The BellKor team won the progress prize in the Netflix recommender contest. They have published a few papers (  ) on their ensemble approach that won the prize.
The first of those papers is particularly interesting for the quick feel of the do-whatever-it-takes method they used. Their solution consisted of tuning and "blending 107 individual results .... [using] linear regression."
This work is impressive and BellKor deserves kudos for winning the prize, but I have to say that I feel a little queasy reading this paper. It strikes me that this type of ensemble method is difficult to explain, hard to understand why it works, and likely will be subject to overfitting.
I suspect not only will it be difficult to know how to apply the results of this work to different recommendation problems, but also it even may require redoing most of the tuning effort put in so far by the team if we merely swap in a different sample of the Netflix rating data for our training set. That seems unsatisfying to me.

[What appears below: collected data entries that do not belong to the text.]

#[cfg(test)]
mod tests {
    use super::*;
    use crate::mailet::{MailetConfig, MailetError};
    use crate::matcher::{MatcherConfig, MatcherError};
    use crate::matchers::All;
    use async_trait::async_trait;
    use std::sync::atomic::{AtomicUsize, Ordering};
    use std::sync::Mutex;
    use tokio::sync::mpsc;

    fn addr(s: &str) -> EmailAddress {
        EmailAddress::parse(s).unwrap()
    }

    fn test_ctx() -> (MailetContext, mpsc::UnboundedReceiver<Mail>) {
        let (tx, rx) = mpsc::unbounded_channel();
        (MailetContext::new("mx.test", tx), rx)
    }

    fn sample_mail() -> Mail {
        Mail::new(
            Some(addr("a@b.test")),
            vec![addr("c@d.test")],
            b"Subject: t\r\n\r\nx".to_vec(),
        )
    }

    /// Mailet that records each invocation and leaves the mail untouched
    struct Recorder {
        marker: String,
        hits: Arc<Mutex<Vec<String>>>,
    }

    #[async_trait]
    impl Mailet for Recorder {
        fn name(&self) -> &str {
            "Recorder"
        }

        async fn service(
            &self,
            _mail: &mut Mail,
            _scope: &[EmailAddress],
            _ctx: &MailetContext,
        ) -> Result<(), MailetError> {
            self.hits.lock().unwrap().push(self.marker.clone());
            Ok(())
        }
    }

    /// Mailet that sets the routing state to a fixed value
    struct SetState(&'static str);

    #[async_trait]
    impl Mailet for SetState {
        fn name(&self) -> &str {
            "SetState"
        }

        async fn service(
            &self,
            mail: &mut Mail,
            _scope: &[EmailAddress],
            _ctx: &MailetContext,
        ) -> Result<(), MailetError> {
            mail.set_state(self.0);
            Ok(())
        }
    }

    /// Matcher that always fails to evaluate
    struct Throwing;

    #[async_trait]
    impl Matcher for Throwing {
        fn name(&self) -> &str {
            "Throwing"
        }

        async fn matches(
            &self,
            _mail: &Mail,
            _candidates: &[EmailAddress],
        ) -> Result<Vec<EmailAddress>, MatcherError> {
            Err(MatcherError::Evaluation("boom".to_string()))
        }
    }

    /// Matcher that returns recipients outside the candidate set
    struct Overreaching;

    #[async_trait]
    impl Matcher for Overreaching {
        fn name(&self) -> &str {
            "Overreaching"
        }

        async fn matches(
            &self,
            _mail: &Mail,
            candidates: &[EmailAddress],
        ) -> Result<Vec<EmailAddress>, MatcherError> {
            let mut hit = candidates.to_vec();
            hit.push(addr("smuggled@evil.test"));
            Ok(hit)
        }
    }

    /// Mailet capturing the scope it was invoked with
    struct ScopeProbe {
        seen: Arc<Mutex<Vec<Vec<EmailAddress>>>>,
    }

    #[async_trait]
    impl Mailet for ScopeProbe {
        fn name(&self) -> &str {
            "ScopeProbe"
        }

        async fn service(
            &self,
            _mail: &mut Mail,
            scope: &[EmailAddress],
            _ctx: &MailetContext,
        ) -> Result<(), MailetError> {
            self.seen.lock().unwrap().push(scope.to_vec());
            Ok(())
        }
    }

    fn step(matcher: impl Matcher + 'static, mailet: impl Mailet + 'static) -> Step {
        Step::new(
            Arc::new(matcher),
            Arc::new(mailet),
            MatchFailurePolicy::default(),
        )
    }

    fn step_with_policy(
        matcher: impl Matcher + 'static,
        mailet: impl Mailet + 'static,
        policy: MatchFailurePolicy,
    ) -> Step {
        Step::new(Arc::new(matcher), Arc::new(mailet), policy)
    }

    // Scenario: a no-op step leaves the state alone, so the implicit
    // terminator consumes the message.
    #[tokio::test]
    async fn test_unchanged_state_terminates_in_ghost() {
        let hits = Arc::new(Mutex::new(Vec::new()));
        let stage = Stage::new(
            "root",
            vec![step(
                All,
                Recorder {
                    marker: "noop".to_string(),
                    hits: hits.clone(),
                },
            )],
        );

        let (ctx, _rx) = test_ctx();
        let mut mail = sample_mail();
        let verdict = stage.run(&mut mail, &ctx).await.unwrap();

        assert_eq!(verdict, StageVerdict::Ghost);
        assert_eq!(mail.state(), Mail::GHOST);
        assert_eq!(hits.lock().unwrap().as_slice(), &["noop".to_string()]);
    }

    // Scenario: a state change stops the stage and yields a route verdict.
    #[tokio::test]
    async fn test_state_change_stops_stage() {
        let hits = Arc::new(Mutex::new(Vec::new()));
        let stage = Stage::new(
            "root",
            vec![
                step(All, SetState("transport")),
                step(
                    All,
                    Recorder {
                        marker: "never".to_string(),
                        hits: hits.clone(),
                    },
                ),
            ],
        );

        let (ctx, _rx) = test_ctx();
        let mut mail = sample_mail();
        let verdict = stage.run(&mut mail, &ctx).await.unwrap();

        assert_eq!(verdict, StageVerdict::Route("transport".to_string()));
        assert_eq!(mail.state(), "transport");
        assert!(hits.lock().unwrap().is_empty());
    }

    // Scenario: an explicit ghost mid-stage skips the remaining steps.
    #[tokio::test]
    async fn test_ghost_mid_stage_skips_rest() {
        let hits = Arc::new(Mutex::new(Vec::new()));
        let stage = Stage::new(
            "root",
            vec![
                step(All, SetState(Mail::GHOST)),
                step(
                    All,
                    Recorder {
                        marker: "unreached".to_string(),
                        hits: hits.clone(),
                    },
                ),
                step(
                    All,
                    Recorder {
                        marker: "unreached2".to_string(),
                        hits: hits.clone(),
                    },
                ),
            ],
        );

        let (ctx, _rx) = test_ctx();
        let mut mail = sample_mail();
        let verdict = stage.run(&mut mail, &ctx).await.unwrap();

        assert_eq!(verdict, StageVerdict::Ghost);
        assert!(hits.lock().unwrap().is_empty());
    }

    // Scenario: a declining failure policy treats a broken matcher as a
    // no-match and the message continues unchanged.
    #[tokio::test]
    async fn test_decline_policy_continues() {
        let hits = Arc::new(Mutex::new(Vec::new()));
        let stage = Stage::new(
            "root",
            vec![
                step_with_policy(
                    Throwing,
                    Recorder {
                        marker: "skipped".to_string(),
                        hits: hits.clone(),
                    },
                    MatchFailurePolicy::Decline,
                ),
                step(
                    All,
                    Recorder {
                        marker: "next".to_string(),
                        hits: hits.clone(),
                    },
                ),
            ],
        );

        let (ctx, _rx) = test_ctx();
        let mut mail = sample_mail();
        let verdict = stage.run(&mut mail, &ctx).await.unwrap();

        assert_eq!(verdict, StageVerdict::Ghost);
        assert_eq!(hits.lock().unwrap().as_slice(), &["next".to_string()]);
        assert!(mail.error_message().is_none());
    }

    // Scenario: the default policy denies the message on matcher failure.
    #[tokio::test]
    async fn test_default_policy_denies() {
        let hits = Arc::new(Mutex::new(Vec::new()));
        let stage = Stage::new(
            "root",
            vec![
                step(
                    Throwing,
                    Recorder {
                        marker: "skipped".to_string(),
                        hits: hits.clone(),
                    },
                ),
                step(
                    All,
                    Recorder {
                        marker: "never".to_string(),
                        hits: hits.clone(),
                    },
                ),
            ],
        );

        let (ctx, _rx) = test_ctx();
        let mut mail = sample_mail();
        let verdict = stage.run(&mut mail, &ctx).await.unwrap();

        assert_eq!(verdict, StageVerdict::Route(Mail::ERROR.to_string()));
        assert_eq!(mail.state(), Mail::ERROR);
        assert!(mail.error_message().unwrap().contains("boom"));
        assert!(hits.lock().unwrap().is_empty());
    }

    // Scenario: a named-stage policy redirects immediately.
    #[tokio::test]
    async fn test_route_to_policy_redirects() {
        let stage = Stage::new(
            "root",
            vec![step_with_policy(
                Throwing,
                SetState("unused"),
                MatchFailurePolicy::RouteTo("quarantine".to_string()),
            )],
        );

        let (ctx, _rx) = test_ctx();
        let mut mail = sample_mail();
        let verdict = stage.run(&mut mail, &ctx).await.unwrap();

        assert_eq!(verdict, StageVerdict::Route("quarantine".to_string()));
    }

    // A zero-step stage behaves exactly like a terminator-only stage.
    #[tokio::test]
    async fn test_empty_stage_is_terminator_only() {
        let stage = Stage::new("root", Vec::new());
        let (ctx, _rx) = test_ctx();
        let mut mail = sample_mail();

        let verdict = stage.run(&mut mail, &ctx).await.unwrap();
        assert_eq!(verdict, StageVerdict::Ghost);
        assert_eq!(mail.state(), Mail::GHOST);
    }

    // The scope handed to a mailet is always a subset of the candidates the
    // matcher was given, even against a misbehaving matcher.
    #[tokio::test]
    async fn test_scope_is_narrowed_to_candidates() {
        let seen = Arc::new(Mutex::new(Vec::new()));
        let stage = Stage::new(
            "root",
            vec![step(Overreaching, ScopeProbe { seen: seen.clone() })],
        );

        let (ctx, _rx) = test_ctx();
        let mut mail = sample_mail();
        stage.run(&mut mail, &ctx).await.unwrap();

        let seen = seen.lock().unwrap();
        assert_eq!(seen.len(), 1);
        assert_eq!(seen[0], vec![addr("c@d.test")]);
    }

    // A mailet error propagates out of the stage run untouched by any
    // failure policy.
    #[tokio::test]
    async fn test_mailet_error_propagates() {
        struct Exploding;

        #[async_trait]
        impl Mailet for Exploding {
            fn name(&self) -> &str {
                "Exploding"
            }

            async fn service(
                &self,
                _mail: &mut Mail,
                _scope: &[EmailAddress],
                _ctx: &MailetContext,
            ) -> Result<(), MailetError> {
                Err(MailetError::Execution("mailet blew up".to_string()))
            }
        }

        let stage = Stage::new("root", vec![step(All, Exploding)]);
        let (ctx, _rx) = test_ctx();
        let mut mail = sample_mail();

        let err = stage.run(&mut mail, &ctx).await.unwrap_err();
        assert!(matches!(err, PipelineError::Mailet { .. }));
    }

    // The stage run is bounded by its step count: a stage of N no-op steps
    // executes each exactly once before the terminator fires.
    #[tokio::test]
    async fn test_stage_run_is_bounded() {
        let count = Arc::new(AtomicUsize::new(0));

        struct Tick(Arc<AtomicUsize>);

        #[async_trait]
        impl Mailet for Tick {
            fn name(&self) -> &str {
                "Tick"
            }

            async fn service(
                &self,
                _mail: &mut Mail,
                _scope: &[EmailAddress],
                _ctx: &MailetContext,
            ) -> Result<(), MailetError> {
                self.0.fetch_add(1, Ordering::SeqCst);
                Ok(())
            }
        }

        let steps = (0..5).map(|_| step(All, Tick(count.clone()))).collect();
        let stage = Stage::new("root", steps);

        let (ctx, _rx) = test_ctx();
        let mut mail = sample_mail();
        stage.run(&mut mail, &ctx).await.unwrap();

        assert_eq!(count.load(Ordering::SeqCst), 5);
        assert_eq!(mail.state(), Mail::GHOST);
    }

    #[tokio::test]
    async fn test_default_init_hooks_accept_any_config() {
        let mut all = All;
        all.init(&MatcherConfig::with_condition("ignored"))
            .await
            .unwrap();

        let mut recorder = Recorder {
            marker: String::new(),
            hits: Arc::new(Mutex::new(Vec::new())),
        };
        recorder.init(&MailetConfig::default()).await.unwrap();
    }
}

It probably is unsatisfying to Netflix as well. Participants may be overfitting to the strict letter of this contest. Netflix may find that the winning algorithm actually is quite poor at the task at hand -- recommending movies to Netflix customers -- because it is overoptimized to this particular contest data and the particular success metric of this contest.
In any case, you have to admire the Bellkor team's tenacity. The papers are worth a read, both for seeing what they did and for their thoughts on all the different techniques they tried.